Taxes

In November 2020, the Joint Committee on Taxation (JCT) released its annual report on expenditures in the tax code, showing a total of almost $1.8 trillion in 2020, up from $1.5 trillion in 2018. Much of that roughly $1.8 trillion was due to tax relief provided by the CARES Act—and reflect the policy choice to administrate pandemic relief through the tax code.

Furthermore, it’s important to note that the report was released before the second major COVID-19 relief act passed in December 2020, which featured additional stimulus checks. Nor does it include the significant child tax credit expansions and stimulus payments passed this March in the American Rescue Plan Act (ARPA), which would impact 2021 tax expenditures.

Tax expenditures can include almost any provision that changes a person’s tax liability. Of the tax expenditures in 2020, the initial $1,200 stimulus checks (technically refundable tax credits) had a cost of $269 billion, making them the largest single tax expenditure in the tax code—and they were not the only tax expenditure changed in that package.

Table 1: Individual and Corporate Tax Expenditures by Year
  2018 2020
Corporate Tax Expenditures $200 billion $172 billion
Individual Tax Expenditures $1.3 trillion $1.62 trillion
Total $1.5 trillion $1.795 trillion

Sources: Joint Committee on Taxation, “Estimates of Federal Tax Expenditures for Fiscal Years 2018-2022”; Joint Committee on Taxation, “Estimates of Federal Tax Expenditures for Fiscal Years 2020-2024”; Robert Bellafiore, “Tax Expenditures Before and After the Tax Cuts and Jobs Act,” Tax Foundation, Dec. 18, 2018; and  author’s calculations.

The CARES Act also changed the balance of who benefits from tax expenditures, primarily through the stimulus payments. Just over 90 percent of tax expenditures in 2020 went to individuals, as opposed to 10 percent to corporations. That’s a 4 percentage-point increase from 2018, when individuals received 86 percent of tax expenditure benefits.

A tax expenditure is a deviation from a “normal” tax code; however, this depends on what one considers “normal” tax treatment. 

Consider Alice, who earned $50,000 last year and invested $10,000 of it in a savings account. Under the Haig-Simons definition of income, which is consumption plus change in net worth, Alice should pay income tax on the full $50,000 of salary this year, as well as on the returns to the savings in future years. However, under a definition of income that is neutral between present and future consumption, Alice would pay taxes on either the full $50,000 this year (without paying tax on the future return to her savings), or on only $40,000 this year plus the returns in future years.

Using Haig-Simons, one would consider Roth IRAs—taxing income when it is saved but exempting returns—or traditional 401(k)s—exempting income when saved but taxing returns—as examples of tax expenditures that deviate from a normal baseline. But under a savings-consumption neutral definition of income, Roths and 401(k)s are basic parts of the system and do not constitute a “special” tax break.

The JCT report relies on Haig-Simons, so it counts certain provisions as expenditures (in particular, accelerated depreciation provisions that allow companies to deduct the cost of their investments faster) that should not be thought of as preferential treatment or equivalent to a spending program. Nonetheless, the report does show some interesting trends.
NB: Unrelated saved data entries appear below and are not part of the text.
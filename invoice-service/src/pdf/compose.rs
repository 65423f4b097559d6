//! Document composition: merges a calculated invoice, its customer, and the
//! company settings into an ordered sequence of renderable blocks.

use crate::models::{CompanySettings, Customer, Invoice};
use base64::Engine;
use rust_decimal::Decimal;

/// One renderable unit of the invoice document, in display order.
#[derive(Debug, Clone, PartialEq)]
pub enum Block {
    /// Decoded issuer logo image bytes (PNG or JPEG, undecoded-as-image).
    Logo { bytes: Vec<u8> },
    /// Issuer identity: name first, then address and contact lines.
    IssuerIdentity { lines: Vec<String> },
    Title(String),
    /// Parallel two-column metadata: invoice details beside bill-to lines.
    /// Both sides are padded with blank rows to the longer side's length.
    InfoColumns { rows: Vec<InfoRow> },
    ItemsTable {
        header: [String; 5],
        rows: Vec<[String; 5]>,
    },
    TotalsTable { rows: Vec<TotalsRow> },
    Paragraph { label: String, body: String },
}

#[derive(Debug, Clone, PartialEq)]
pub struct InfoRow {
    pub left_label: String,
    pub left_value: String,
    pub right: String,
}

#[derive(Debug, Clone, PartialEq)]
pub struct TotalsRow {
    pub label: String,
    pub value: String,
    pub emphasized: bool,
}

/// Currency values always render as `$` with exactly two decimals; the
/// configured currency code is accepted in settings but not applied here.
pub fn format_currency(value: Decimal) -> String {
    format!("${:.2}", value)
}

fn format_quantity(value: Decimal) -> String {
    value.normalize().to_string()
}

fn format_tax_rate(rate: Option<Decimal>) -> String {
    format!("{}%", rate.unwrap_or(Decimal::ZERO).normalize())
}

/// Extracts the logo bytes from a base64 data URL. A value without a
/// data-URL prefix or with an undecodable payload is skipped silently; logo
/// problems never fail document generation.
fn decode_logo(logo: &str) -> Option<Vec<u8>> {
    let (_, payload) = logo.split_once(',')?;
    match base64::engine::general_purpose::STANDARD.decode(payload.trim()) {
        Ok(bytes) if !bytes.is_empty() => Some(bytes),
        Ok(_) => None,
        Err(e) => {
            tracing::debug!("Skipping undecodable logo: {}", e);
            None
        }
    }
}

/// Builds the ordered block sequence for one invoice document. Expects the
/// invoice's derived totals to be populated already; absent optional fields
/// render as blanks.
pub fn compose_invoice(
    invoice: &Invoice,
    customer: &Customer,
    company: &CompanySettings,
) -> Vec<Block> {
    let mut blocks = Vec::new();

    if let Some(bytes) = company.logo.as_deref().and_then(decode_logo) {
        blocks.push(Block::Logo { bytes });
    }

    blocks.push(Block::IssuerIdentity {
        lines: vec![
            company.company_name.clone(),
            company.address.clone(),
            format!(
                "{}, {} {}",
                company.city, company.state, company.zip_code
            ),
            company.country.clone(),
            format!("Phone: {}", company.phone.as_deref().unwrap_or("")),
            format!("Email: {}", company.email.as_deref().unwrap_or("")),
        ],
    });

    blocks.push(Block::Title("INVOICE".to_string()));

    let left: Vec<(String, String)> = vec![
        ("Invoice Number:".to_string(), invoice.invoice_number.clone()),
        ("Invoice Date:".to_string(), invoice.issue_date.to_string()),
        ("Due Date:".to_string(), invoice.due_date.to_string()),
        (
            "Status:".to_string(),
            invoice.status.as_str().to_uppercase(),
        ),
    ];
    let right: Vec<String> = vec![
        "Bill To:".to_string(),
        customer.name.clone(),
        customer.company.clone().unwrap_or_default(),
        customer.address.clone().unwrap_or_default(),
        format!(
            "{}, {} {}",
            customer.city.as_deref().unwrap_or(""),
            customer.state.as_deref().unwrap_or(""),
            customer.zip_code.as_deref().unwrap_or("")
        ),
        customer.email.clone(),
    ];

    let rows = (0..left.len().max(right.len()))
        .map(|i| {
            let (left_label, left_value) = left.get(i).cloned().unwrap_or_default();
            InfoRow {
                left_label,
                left_value,
                right: right.get(i).cloned().unwrap_or_default(),
            }
        })
        .collect();
    blocks.push(Block::InfoColumns { rows });

    let item_rows = invoice
        .line_items
        .iter()
        .map(|item| {
            [
                item.description.clone(),
                format_quantity(item.quantity),
                format_currency(item.unit_price),
                format_tax_rate(item.tax_rate),
                format_currency(item.total.unwrap_or(Decimal::ZERO)),
            ]
        })
        .collect();
    blocks.push(Block::ItemsTable {
        header: [
            "Description".to_string(),
            "Quantity".to_string(),
            "Unit Price".to_string(),
            "Tax Rate".to_string(),
            "Total".to_string(),
        ],
        rows: item_rows,
    });

    blocks.push(Block::TotalsTable {
        rows: vec![
            TotalsRow {
                label: "Subtotal:".to_string(),
                value: format_currency(invoice.subtotal.unwrap_or(Decimal::ZERO)),
                emphasized: false,
            },
            TotalsRow {
                label: "Tax Amount:".to_string(),
                value: format_currency(invoice.tax_amount.unwrap_or(Decimal::ZERO)),
                emphasized: false,
            },
            TotalsRow {
                label: "Total Amount:".to_string(),
                value: format_currency(invoice.total_amount.unwrap_or(Decimal::ZERO)),
                emphasized: true,
            },
        ],
    });

    if let Some(notes) = invoice.notes.as_deref().filter(|n| !n.trim().is_empty()) {
        blocks.push(Block::Paragraph {
            label: "Notes:".to_string(),
            body: notes.to_string(),
        });
    }
    if let Some(terms) = invoice.terms.as_deref().filter(|t| !t.trim().is_empty()) {
        blocks.push(Block::Paragraph {
            label: "Terms:".to_string(),
            body: terms.to_string(),
        });
    }

    blocks
}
Table 2: Largest Individual and Corporate Tax Expenditures, 2020
Individual Tax Expenditures Corporate Tax Expenditures
Advanceable and refundable recovery rebate tax credit for eligible individuals for 2020 ($269 billion) Reduced tax rate on active income of controlled foreign corporations ($45.4 billion)
Exclusion of employer contributions for health care, health insurance premiums, and long-term care insurance premiums ($169.6 billion) Depreciation of equipment in excess of the Alternative Depreciation System ($43.2 billion)
Net exclusion of pension contributions and earnings: defined benefit plans ($153.6 billion) Credit for increasing research activities ($13.2 billion)

Sources: Joint Committee of Taxation, “Estimates of Federal Tax Expenditures for Fiscal Years 2020-2024,” and author’s calculations.

While it may be inaccurate to classify specific tax expenditures as tax breaks, the report provides a useful way to see how the tax code has changed over the past few years, and in particular, the changes to tax expenditures driven by the CARES Act. The increase in expenditures associated with COVID-19 relief is another illustration of using the tax code to administer social spending.